What to produce:
Below are the records. Retype exactly the lines between the lines holding "beyond max distance" and "assert!((got.data[(1, 1)] - 0.5).abs()", inclusive.

-- Source information follows --

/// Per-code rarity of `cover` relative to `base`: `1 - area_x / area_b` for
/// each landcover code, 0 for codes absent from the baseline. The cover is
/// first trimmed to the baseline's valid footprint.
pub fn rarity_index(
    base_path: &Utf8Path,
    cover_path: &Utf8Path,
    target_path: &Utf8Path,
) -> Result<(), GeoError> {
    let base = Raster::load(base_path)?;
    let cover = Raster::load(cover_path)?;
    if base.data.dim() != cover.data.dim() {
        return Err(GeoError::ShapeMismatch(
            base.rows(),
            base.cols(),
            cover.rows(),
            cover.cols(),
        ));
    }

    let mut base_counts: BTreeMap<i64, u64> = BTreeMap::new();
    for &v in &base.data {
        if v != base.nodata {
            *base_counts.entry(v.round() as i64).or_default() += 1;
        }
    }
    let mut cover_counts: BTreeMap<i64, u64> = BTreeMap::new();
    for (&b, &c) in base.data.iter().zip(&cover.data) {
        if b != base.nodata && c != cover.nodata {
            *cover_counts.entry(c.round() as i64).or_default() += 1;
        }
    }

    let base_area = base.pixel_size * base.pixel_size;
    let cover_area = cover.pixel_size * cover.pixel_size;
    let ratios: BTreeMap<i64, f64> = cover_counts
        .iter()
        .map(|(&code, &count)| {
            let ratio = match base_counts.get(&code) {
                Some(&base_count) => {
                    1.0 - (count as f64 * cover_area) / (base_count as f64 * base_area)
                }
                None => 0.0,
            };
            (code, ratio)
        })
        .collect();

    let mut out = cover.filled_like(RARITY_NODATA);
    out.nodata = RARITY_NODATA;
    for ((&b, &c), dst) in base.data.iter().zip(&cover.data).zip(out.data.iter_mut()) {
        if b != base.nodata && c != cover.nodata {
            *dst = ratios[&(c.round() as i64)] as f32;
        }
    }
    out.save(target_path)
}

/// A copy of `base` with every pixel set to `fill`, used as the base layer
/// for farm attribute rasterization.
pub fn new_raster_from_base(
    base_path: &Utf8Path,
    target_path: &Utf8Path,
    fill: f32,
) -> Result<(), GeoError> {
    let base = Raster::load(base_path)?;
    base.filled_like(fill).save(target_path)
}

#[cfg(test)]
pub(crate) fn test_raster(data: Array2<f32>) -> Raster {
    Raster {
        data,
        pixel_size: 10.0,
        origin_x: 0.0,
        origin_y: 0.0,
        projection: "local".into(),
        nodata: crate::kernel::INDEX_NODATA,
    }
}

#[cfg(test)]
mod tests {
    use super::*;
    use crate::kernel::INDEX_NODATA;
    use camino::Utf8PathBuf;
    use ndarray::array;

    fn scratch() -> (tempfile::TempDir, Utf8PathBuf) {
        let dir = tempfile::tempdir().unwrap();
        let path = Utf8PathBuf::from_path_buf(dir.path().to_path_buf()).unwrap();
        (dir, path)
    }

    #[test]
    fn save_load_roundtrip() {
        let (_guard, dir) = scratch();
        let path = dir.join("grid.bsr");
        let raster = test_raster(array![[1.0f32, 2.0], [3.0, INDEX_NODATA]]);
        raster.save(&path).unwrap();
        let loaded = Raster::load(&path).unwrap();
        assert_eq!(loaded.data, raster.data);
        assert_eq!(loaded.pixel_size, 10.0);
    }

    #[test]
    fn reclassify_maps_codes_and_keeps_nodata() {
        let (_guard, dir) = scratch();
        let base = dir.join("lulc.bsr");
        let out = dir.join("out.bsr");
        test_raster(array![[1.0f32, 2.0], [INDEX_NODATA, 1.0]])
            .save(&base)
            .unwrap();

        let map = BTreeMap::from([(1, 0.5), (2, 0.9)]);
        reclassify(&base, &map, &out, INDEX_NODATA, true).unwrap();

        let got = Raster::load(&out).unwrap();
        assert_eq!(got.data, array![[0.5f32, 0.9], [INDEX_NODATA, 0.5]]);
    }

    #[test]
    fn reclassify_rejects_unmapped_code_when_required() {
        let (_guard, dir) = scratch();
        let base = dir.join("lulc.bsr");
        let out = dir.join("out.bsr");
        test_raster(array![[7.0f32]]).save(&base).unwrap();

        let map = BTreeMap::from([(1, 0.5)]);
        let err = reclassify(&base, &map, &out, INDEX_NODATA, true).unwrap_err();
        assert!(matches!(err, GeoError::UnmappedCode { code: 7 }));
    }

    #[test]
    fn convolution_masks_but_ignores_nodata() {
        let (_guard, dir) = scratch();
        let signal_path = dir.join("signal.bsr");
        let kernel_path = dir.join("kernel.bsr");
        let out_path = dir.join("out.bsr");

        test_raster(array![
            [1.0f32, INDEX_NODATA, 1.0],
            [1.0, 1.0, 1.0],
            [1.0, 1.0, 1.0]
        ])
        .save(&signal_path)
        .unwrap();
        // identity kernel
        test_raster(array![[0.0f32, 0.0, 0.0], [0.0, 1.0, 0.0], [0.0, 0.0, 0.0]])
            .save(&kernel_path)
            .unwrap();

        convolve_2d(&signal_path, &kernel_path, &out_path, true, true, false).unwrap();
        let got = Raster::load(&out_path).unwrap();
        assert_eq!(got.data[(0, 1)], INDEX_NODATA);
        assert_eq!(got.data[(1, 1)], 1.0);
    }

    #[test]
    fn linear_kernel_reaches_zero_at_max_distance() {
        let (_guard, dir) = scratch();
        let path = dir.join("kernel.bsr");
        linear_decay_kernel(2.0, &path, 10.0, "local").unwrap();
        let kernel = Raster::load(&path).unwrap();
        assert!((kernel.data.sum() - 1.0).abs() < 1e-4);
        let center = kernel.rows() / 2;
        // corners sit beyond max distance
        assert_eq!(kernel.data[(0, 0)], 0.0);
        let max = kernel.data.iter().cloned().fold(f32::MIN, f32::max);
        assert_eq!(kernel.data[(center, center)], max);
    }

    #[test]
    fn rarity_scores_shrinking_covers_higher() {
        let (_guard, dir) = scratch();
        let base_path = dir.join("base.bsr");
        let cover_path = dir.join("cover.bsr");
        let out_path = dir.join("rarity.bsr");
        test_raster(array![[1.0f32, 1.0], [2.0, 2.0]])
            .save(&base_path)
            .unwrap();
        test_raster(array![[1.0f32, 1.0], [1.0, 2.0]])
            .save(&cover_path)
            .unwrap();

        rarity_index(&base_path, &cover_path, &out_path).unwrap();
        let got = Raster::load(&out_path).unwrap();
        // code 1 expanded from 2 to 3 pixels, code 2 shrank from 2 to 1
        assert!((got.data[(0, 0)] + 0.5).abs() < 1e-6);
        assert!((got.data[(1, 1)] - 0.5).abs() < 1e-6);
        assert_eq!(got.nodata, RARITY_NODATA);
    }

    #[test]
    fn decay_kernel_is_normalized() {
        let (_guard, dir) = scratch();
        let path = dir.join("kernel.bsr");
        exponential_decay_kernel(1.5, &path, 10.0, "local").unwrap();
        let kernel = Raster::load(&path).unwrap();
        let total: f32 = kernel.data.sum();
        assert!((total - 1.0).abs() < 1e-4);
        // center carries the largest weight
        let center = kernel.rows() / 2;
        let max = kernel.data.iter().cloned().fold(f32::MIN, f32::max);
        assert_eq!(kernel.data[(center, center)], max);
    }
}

-- Source information concluded --
-- Source information follows --

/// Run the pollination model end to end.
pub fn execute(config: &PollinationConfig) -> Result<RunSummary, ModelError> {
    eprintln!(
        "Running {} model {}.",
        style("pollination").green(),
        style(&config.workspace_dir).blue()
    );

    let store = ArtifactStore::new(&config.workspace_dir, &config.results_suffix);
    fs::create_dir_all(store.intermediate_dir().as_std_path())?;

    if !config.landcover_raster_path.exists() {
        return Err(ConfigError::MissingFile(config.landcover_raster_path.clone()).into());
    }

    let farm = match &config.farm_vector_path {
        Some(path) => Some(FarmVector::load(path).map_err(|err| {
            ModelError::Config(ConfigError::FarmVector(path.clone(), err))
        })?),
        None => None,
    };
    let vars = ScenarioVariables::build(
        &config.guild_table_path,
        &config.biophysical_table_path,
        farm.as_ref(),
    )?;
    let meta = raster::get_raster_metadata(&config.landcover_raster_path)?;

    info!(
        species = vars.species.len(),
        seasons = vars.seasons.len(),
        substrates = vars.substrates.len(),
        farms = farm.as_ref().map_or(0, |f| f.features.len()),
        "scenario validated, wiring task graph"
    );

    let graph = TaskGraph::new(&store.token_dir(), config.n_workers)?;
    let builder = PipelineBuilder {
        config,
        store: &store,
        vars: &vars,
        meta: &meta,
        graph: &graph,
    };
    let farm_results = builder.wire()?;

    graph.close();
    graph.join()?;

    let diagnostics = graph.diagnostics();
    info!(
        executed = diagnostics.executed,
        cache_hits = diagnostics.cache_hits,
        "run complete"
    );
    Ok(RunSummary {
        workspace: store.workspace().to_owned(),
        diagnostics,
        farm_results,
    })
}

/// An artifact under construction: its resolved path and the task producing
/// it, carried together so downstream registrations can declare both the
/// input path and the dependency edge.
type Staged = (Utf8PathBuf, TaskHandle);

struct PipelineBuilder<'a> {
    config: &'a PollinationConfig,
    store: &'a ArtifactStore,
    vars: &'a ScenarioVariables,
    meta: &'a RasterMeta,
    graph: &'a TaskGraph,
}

-- Source information concluded --

Answer to this task:
        // corners sit beyond max distance
        assert_eq!(kernel.data[(0, 0)], 0.0);
        let max = kernel.data.iter().cloned().fold(f32::MIN, f32::max);
        assert_eq!(kernel.data[(center, center)], max);
    }

    #[test]
    fn rarity_scores_shrinking_covers_higher() {
        let (_guard, dir) = scratch();
        let base_path = dir.join("base.bsr");
        let cover_path = dir.join("cover.bsr");
        let out_path = dir.join("rarity.bsr");
        test_raster(array![[1.0f32, 1.0], [2.0, 2.0]])
            .save(&base_path)
            .unwrap();
        test_raster(array![[1.0f32, 1.0], [1.0, 2.0]])
            .save(&cover_path)
            .unwrap();

        rarity_index(&base_path, &cover_path, &out_path).unwrap();
        let got = Raster::load(&out_path).unwrap();
        // code 1 expanded from 2 to 3 pixels, code 2 shrank from 2 to 1
        assert!((got.data[(0, 0)] + 0.5).abs() < 1e-6);
        assert!((got.data[(1, 1)] - 0.5).abs() < 1e-6);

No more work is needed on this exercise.